COBRA Disability Extension

In terms of COBRA disability extensions, Employers should check their summary plan description and COBRA notices to make sure they adequately explain the eligibility for the 11 month disability extension. According to COBRA regulations a participant must have been disabled prior to or within 60 days of the COBRA start date. The Social Security Administration will make the determination as to the eligibility for Social Security benefits. The participant must provide a copy of this determination prior to offering the 11 month extension.

The following is a recent case whereby the court found that a plan manager was justified in denying an 11 month disability extension for COBRA when it received notice five months after the determination was issued, even though the plan administrator had general knowledge of the disability. The case is Rayle v. Wood County Hospital, 2013 WL 1654898 (N.D. Ohio, April 16, 2013).

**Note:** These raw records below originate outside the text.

//! The index of commit records by commit time.
//!
//! Commit times only grow, so the index is an append-only B+tree filled
//! from the left. A node that reaches [`NODE_FANOUT`] entries is sealed:
//! written once and never touched again. A checkpoint rewrites only the
//! partly filled nodes along the right edge, one per level, so its cost
//! follows the height of the tree rather than the number of commits.

use crate::commit::CommitRecord;
use crate::error::{JournalError, JournalResult};
use crate::index::CanonicalCache;
use crate::types::Timestamp;
use parking_lot::RwLock;
use serde::{Deserialize, Serialize};
use std::collections::BTreeMap;
use std::fmt;
use std::ops::Bound;
use std::sync::Arc;
use tessera_storage::{Address, StorageBackend};
use tracing::debug;

/// Entries per node of the commit record index.
pub const NODE_FANOUT: usize = 64;

/// One node. Leaves (level 0) map commit times to record addresses;
/// branches map the first commit time below each child to the child.
#[derive(Debug, Clone, Serialize, Deserialize)]
struct Node {
    level: u8,
    sealed: bool,
    entries: Vec<(Timestamp, u64)>,
}

impl Node {
    fn read(store: &dyn StorageBackend, address: Address) -> JournalResult<Self> {
        let node: Node = ciborium::de::from_reader(store.read(address)?.as_slice())
            .map_err(|e| JournalError::codec(e.to_string()))?;
        if node.entries.is_empty() {
            return Err(JournalError::invalid_format(format!(
                "empty commit record index node at {address}"
            )));
        }
        Ok(node)
    }

    fn write(
        store: &dyn StorageBackend,
        level: usize,
        sealed: bool,
        entries: &[(Timestamp, Address)],
    ) -> JournalResult<Address> {
        let node = Node {
            level: u8::try_from(level)
                .map_err(|_| JournalError::invalid_operation("commit record index too deep"))?,
            sealed,
            entries: entries.iter().map(|(ts, a)| (*ts, a.as_raw())).collect(),
        };
        let mut buf = Vec::new();
        ciborium::ser::into_writer(&node, &mut buf)
            .map_err(|e| JournalError::codec(e.to_string()))?;
        Ok(store.write(&buf)?)
    }

    fn first(&self) -> Timestamp {
        self.entries.first().map_or(0, |(ts, _)| *ts)
    }

    fn children(&self) -> impl Iterator<Item = (Timestamp, Address)> + '_ {
        self.entries
            .iter()
            .map(|(ts, raw)| (*ts, Address::from_raw(*raw)))
    }
}

/// The persisted shape of the index, as far as the next checkpoint needs it.
#[derive(Debug, Default)]
struct Layout {
    /// `levels[0]` holds leaf entries not yet in a sealed leaf; `levels[n]`
    /// holds sealed nodes of level `n - 1` not yet under a sealed node.
    levels: Vec<Vec<(Timestamp, Address)>>,
    /// Unsealed nodes written by the last checkpoint, bottom up.
    edge: Vec<Address>,
}

impl Layout {
    fn empty() -> Self {
        Self {
            levels: vec![Vec::new()],
            edge: Vec::new(),
        }
    }

    fn load(
        store: &dyn StorageBackend,
        root: Address,
        entries: &mut BTreeMap<Timestamp, Address>,
    ) -> JournalResult<Self> {
        if root.is_null() {
            return Ok(Self::empty());
        }
        let mut node = Node::read(store, root)?;
        collect(store, &node, entries)?;

        let depth = usize::from(node.level) + 1 + usize::from(node.sealed);
        let mut layout = Self {
            levels: vec![Vec::new(); depth],
            edge: Vec::new(),
        };
        let mut address = root;
        loop {
            let level = usize::from(node.level);
            if node.sealed {
                layout.levels[level + 1].push((node.first(), address));
                break;
            }
            layout.edge.push(address);
            if level == 0 {
                layout.levels[0] = node.children().collect();
                break;
            }
            let mut children: Vec<_> = node.children().collect();
            let Some((first, last)) = children.pop() else {
                break;
            };
            layout.levels[level] = children;
            let child = Node::read(store, last)?;
            if child.sealed {
                layout.levels[level].push((first, last));
                break;
            }
            node = child;
            address = last;
        }
        layout.edge.reverse();
        Ok(layout)
    }

    /// Writes sealed nodes that filled up and a fresh right edge. Returns
    /// the new root.
    fn write(&mut self, store: &dyn StorageBackend) -> JournalResult<Address> {
        let mut level = 0;
        while level < self.levels.len() {
            while self.levels[level].len() >= NODE_FANOUT {
                let full: Vec<_> = self.levels[level].drain(..NODE_FANOUT).collect();
                let address = Node::write(store, level, true, &full)?;
                if self.levels.len() == level + 1 {
                    self.levels.push(Vec::new());
                }
                self.levels[level + 1].push((full[0].0, address));
            }
            level += 1;
        }

        let top = self.levels.len() - 1;
        let mut edge = Vec::new();
        let mut child: Option<(Timestamp, Address)> = None;
        for (level, sealed) in self.levels.iter().enumerate() {
            let mut entries = sealed.clone();
            entries.extend(child.take());
            if entries.is_empty() {
                continue;
            }
            if level == top && level > 0 && entries.len() == 1 {
                child = entries.pop();
                break;
            }
            let address = Node::write(store, level, false, &entries)?;
            edge.push(address);
            child = Some((entries[0].0, address));
        }

        for old in std::mem::replace(&mut self.edge, edge) {
            store.delete(old)?;
        }
        Ok(child.map_or(Address::NULL, |(_, address)| address))
    }
}

fn collect(
    store: &dyn StorageBackend,
    node: &Node,
    entries: &mut BTreeMap<Timestamp, Address>,
) -> JournalResult<()> {
    if node.level == 0 {
        entries.extend(node.children());
        return Ok(());
    }
    for (_, address) in node.children() {
        let child = Node::read(store, address)?;
        if child.level + 1 != node.level {
            return Err(JournalError::invalid_format(format!(
                "commit record index node at {address} is on level {}, expected {}",
                child.level,
                node.level - 1
            )));
        }
        collect(store, &child, entries)?;
    }
    Ok(())
}

struct State {
    /// Durable commits, the only ones lookups see.
    entries: BTreeMap<Timestamp, Address>,
    /// Commits added but not yet published.
    staged: Vec<(Timestamp, Address)>,
    layout: Layout,
    checkpoint: Address,
    dirty: bool,
}

impl State {
    fn load(store: &dyn StorageBackend, checkpoint: Address) -> JournalResult<Self> {
        let mut entries = BTreeMap::new();
        let layout = Layout::load(store, checkpoint, &mut entries)?;
        Ok(Self {
            entries,
            staged: Vec::new(),
            layout,
            checkpoint,
            dirty: false,
        })
    }

    fn last_time(&self) -> Timestamp {
        self.staged
            .last()
            .map(|(ts, _)| *ts)
            .or_else(|| self.entries.keys().next_back().copied())
            .unwrap_or(0)
    }
}

/// Maps commit times to the addresses of their commit records.
///
/// A commit is added while it is in flight and published once its root
/// block is durable; lookups only ever see published commits. Resolved
/// records are canonical: every lookup that lands on the same commit
/// returns the same `Arc` while any caller still holds it.
pub struct CommitRecordIndex {
    store: Arc<dyn StorageBackend>,
    state: RwLock<State>,
    records: CanonicalCache<Timestamp, CommitRecord>,
}

impl fmt::Debug for CommitRecordIndex {
    fn fmt(&self, f: &mut fmt::Formatter<'_>) -> fmt::Result {
        let state = self.state.read();
        f.debug_struct("CommitRecordIndex")
            .field("entries", &state.entries.len())
            .field("staged", &state.staged.len())
            .field("height", &state.layout.levels.len())
            .field("checkpoint", &state.checkpoint)
            .finish()
    }
}

impl CommitRecordIndex {
    /// Opens the index checkpointed at `checkpoint`, or an empty one for
    /// [`Address::NULL`].
    pub(crate) fn open(store: Arc<dyn StorageBackend>, checkpoint: Address) -> JournalResult<Self> {
        let state = State::load(store.as_ref(), checkpoint)?;
        Ok(Self {
            store,
            state: RwLock::new(state),
            records: CanonicalCache::new(),
        })
    }

    /// Adds an in-flight commit and makes `record` its canonical instance.
    ///
    /// # Errors
    ///
    /// Returns `InvalidOperation` unless the commit is later than every
    /// commit already indexed.
    pub(crate) fn add(
        &self,
        record: &Arc<CommitRecord>,
        address: Address,
    ) -> JournalResult<Arc<CommitRecord>> {
        let ts = record.timestamp();
        {
            let mut state = self.state.write();
            let last = state.last_time();
            if ts <= last {
                return Err(JournalError::invalid_operation(format!(
                    "commit at {ts} is not after the last indexed commit at {last}"
                )));
            }
            state.staged.push((ts, address));
            state.layout.levels[0].push((ts, address));
            state.dirty = true;
        }
        Ok(self.records.insert(ts, Arc::clone(record)))
    }

    /// Makes the in-flight commits visible to lookups.
    pub(crate) fn publish(&self) {
        let mut state = self.state.write();
        let staged = std::mem::take(&mut state.staged);
        state.entries.extend(staged);
    }

    /// Writes the right edge if anything changed and returns the root.
    pub(crate) fn checkpoint(&self) -> JournalResult<Address> {
        let mut state = self.state.write();
        if !state.dirty {
            return Ok(state.checkpoint);
        }
        let root = state.layout.write(self.store.as_ref())?;
        state.checkpoint = root;
        state.dirty = false;
        debug!(
            %root,
            height = state.layout.levels.len(),
            edge = state.layout.edge.len(),
            "checkpointed commit record index"
        );
        Ok(root)
    }

    /// Discards changes and reloads the state checkpointed at `checkpoint`.
    pub(crate) fn reload(&self, checkpoint: Address) -> JournalResult<()> {
        let mut state = self.state.write();
        if state.checkpoint == checkpoint && !state.dirty && state.staged.is_empty() {
            return Ok(());
        }
        *state = State::load(self.store.as_ref(), checkpoint)?;
        Ok(())
    }

    /// Address of the last checkpoint.
    #[must_use]
    pub fn checkpoint_address(&self) -> Address {
        self.state.read().checkpoint
    }

    /// Number of commits indexed.
    #[must_use]
    pub fn len(&self) -> usize {
        self.state.read().entries.len()
    }

    /// True before the first commit.
    #[must_use]
    pub fn is_empty(&self) -> bool {
        self.len() == 0
    }

    /// All commit times in order.
    #[must_use]
    pub fn timestamps(&self) -> Vec<Timestamp> {
        self.state.read().entries.keys().copied().collect()
    }

    /// The record committed exactly at `ts`.
    ///
    /// # Errors
    ///
    /// Returns an error if the record cannot be read or decoded.
    pub fn get(&self, ts: Timestamp) -> JournalResult<Option<Arc<CommitRecord>>> {
        let Some(address) = self.state.read().entries.get(&ts).copied() else {
            return Ok(None);
        };
        self.resolve(ts, address).map(Some)
    }

    /// The record with the greatest commit time not after `ts`.
    ///
    /// # Errors
    ///
    /// Returns an error if the record cannot be read or decoded.
    pub fn find(&self, ts: Timestamp) -> JournalResult<Option<Arc<CommitRecord>>> {
        let found = self
            .state
            .read()
            .entries
            .range(..=ts)
            .next_back()
            .map(|(t, a)| (*t, *a));
        match found {
            Some((t, address)) => self.resolve(t, address).map(Some),
            None => Ok(None),
        }
    }

    /// Commit time of the record [`CommitRecordIndex::find`] returns.
    #[must_use]
    pub fn find_time(&self, ts: Timestamp) -> Option<Timestamp> {
        self.state
            .read()
            .entries
            .range(..=ts)
            .next_back()
            .map(|(t, _)| *t)
    }

    /// The first commit time strictly after `ts`.
    ///
    /// # Errors
    ///
    /// Currently never fails.
    pub fn find_next(&self, ts: Timestamp) -> JournalResult<Option<Timestamp>> {
        Ok(self
            .state
            .read()
            .entries
            .range((Bound::Excluded(ts), Bound::Unbounded))
            .next()
            .map(|(t, _)| *t))
    }

    fn resolve(&self, ts: Timestamp, address: Address) -> JournalResult<Arc<CommitRecord>> {
        self.records.get_or_try_insert(ts, || {
            let record = CommitRecord::decode(&self.store.read(address)?)?;
            if record.timestamp() != ts {
                return Err(JournalError::invalid_format(format!(
                    "commit record at {address} has time {} but is indexed at {ts}",
                    record.timestamp()
                )));
            }
            Ok(record)
        })
    }
}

Susan Rayle was employed by Wood County Hospital where both she and her husband Max were covered under WCH’s group health plan in which WCH was the plan manager. WCH placed Rayle on involuntary temporary disability leave on Jan 12, 2011 which led to the recommendation that she should take a disability retirement. Rayle applied to Assurant Employee Benefits who administered the retirement benefits and she was approved. Rayle also applied to the SSA for Social Security disability and was approved on July 10, 2011. The Rayles notified AEB of the SSA determination however they never did notify WCH even though they had previously let WCH know they were applying for Social Security benefits.

Max was diagnosed with lung cancer in December 2011 and the Rayles wrote several letters to WCH asking for confirmation that he was covered under COBRA’s disability extension. On May 16, 2002 the Rayles were informed by WCH that Max was only entitled to his 18 months of COBRA and his 11 month disability extension was denied because they did not notify WCH of Susan’s disability within the 60 days of SSA July 10, 2011 determination.

The Rayles sued WCH, seeking declaratory judgment that: (1) the applicable legal standard for reviewing WCH’s disability extension was de novo, not arbitrary and capricious: and (2) even if an arbitrary and capricious standard applied, WCH’s denial violated that standard.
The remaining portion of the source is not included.